An education in entrepreneurship
So students have the desire to make change, and there is an increasing demand to provide students with the skills and knowledge to be active in entrepreneurship. No longer is entrepreneurship limited to starting a business ‘out of the back of a van’. Programmes, courses, conferences, projects, and camps have been created in universities all over the world to educate young people in techniques and frameworks for innovation and entrepreneurship. These classes are being offered in a broad range of disciplines too, as universities increasingly aim to be hubs for exciting business ideas.
Entrepreneurship can be a tool for social impact
As innovation and entrepreneurship education continues to develop, there is also an increasing focus on how to build in sustainability into the picture. As many young innovators want to use entrepreneurship as a vehicle for social impact, guiding frameworks are re-examining the take-make-waste approaches of old and offering new sustainable business models.

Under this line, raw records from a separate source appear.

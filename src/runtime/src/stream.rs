//! Draining runtime progress streams.
//!
//! Pull and push responses are streams of status events. Leaving one
//! unread can leave the operation half-done on the runtime side, so each is
//! consumed to the end, under a time bound.

use std::fmt::{Debug, Display};
use std::time::Duration;

use futures::{Stream, StreamExt};
use imagefs_core::error::{ImagefsError, Result};

/// Consume `stream` until it ends, logging each event.
///
/// Returns the number of events seen. The first error event aborts with
/// `RuntimeFailure`; exceeding `limit` aborts with `Timeout`.
pub async fn drain_stream<S, T, E>(operation: &str, stream: S, limit: Duration) -> Result<usize>
where
    S: Stream<Item = std::result::Result<T, E>>,
    T: Debug,
    E: Display,
{
    let drain = async {
        let mut stream = std::pin::pin!(stream);
        let mut events = 0usize;
        while let Some(item) = stream.next().await {
            match item {
                Ok(event) => {
                    events += 1;
                    tracing::debug!(operation, ?event, "Runtime progress");
                }
                Err(e) => return Err(ImagefsError::runtime(operation, e.to_string())),
            }
        }
        Ok(events)
    };

    match tokio::time::timeout(limit, drain).await {
        Ok(result) => result,
        Err(_) => Err(ImagefsError::Timeout(format!(
            "{} did not finish within {}s",
            operation,
            limit.as_secs()
        ))),
    }
}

One example is the abundance cycle framework, developed by Jay Friedlander at the College of the Atlantic in Maine. His framework incorporates social, environmental, as well as financial aspects (commonly referred to as the three Ps: People, Planet and Profit) and provides an operational approach for working with sustainable entrepreneurship. Jay presented the Abundance Cycle Framework at one of the Arctic Opportunity Explorer workshops, showing the students how to incorporate sustainability into the very heart of their ideas.
There have been many fantastic examples of sustainable entrepreneurship from young people, some of which feature on Sustainia’s Global Opportunity Explorer. Boyan Slat, for example, was just 18 when he came up with the idea of creating a device to remove 90% of the world’s ocean plastic. Eight years and many iterations later, The Ocean Cleanup project is getting closer to becoming a viable solution to cleaning up some of the trash that is clogging up the oceans. Ann Makosinki is another young social entrepreneur. In 2014, Ann won the Google Science Fair with Hollow Flashlight, a thermoelectric flashlight that can help provide affordable lighting solutions for rural and offgrid communities.
COVID-19 has changed everything
The global pandemic has taken its toll on many aspects of life. With a vaccine still some way off, people and governments are still working out how to balance life with safety and protecting people’s health. Technology has been one saving grace during these times that has allowed continued interaction between isolated individuals and communities, as well as show the potential of remote working. It is therefore perfect timing for technology to enable greater collaboration in student entrepreneurship. During the Arctic Opportunity Explorers programme, we will be using Novozyme’s digital collaboration tool Hello Science to enable students from more than six universities to work collaboratively together, across timezones and continents. As well as seeking the well-described benefits of diversity on innovation potential, this type of digital collaboration will set the students up well for later working life, whether as entrepreneurs or as part of larger workforces where it will be part fo the new normal.
Overall, the challenges of gender inequality and good health and well-being in the Arctic are both challenges of immense scale, nuance, and history. Breaking them down will require a special approach, one that we believe can only be achieved by younger generations with their novel combination of motivation, capabilities, and collaboration.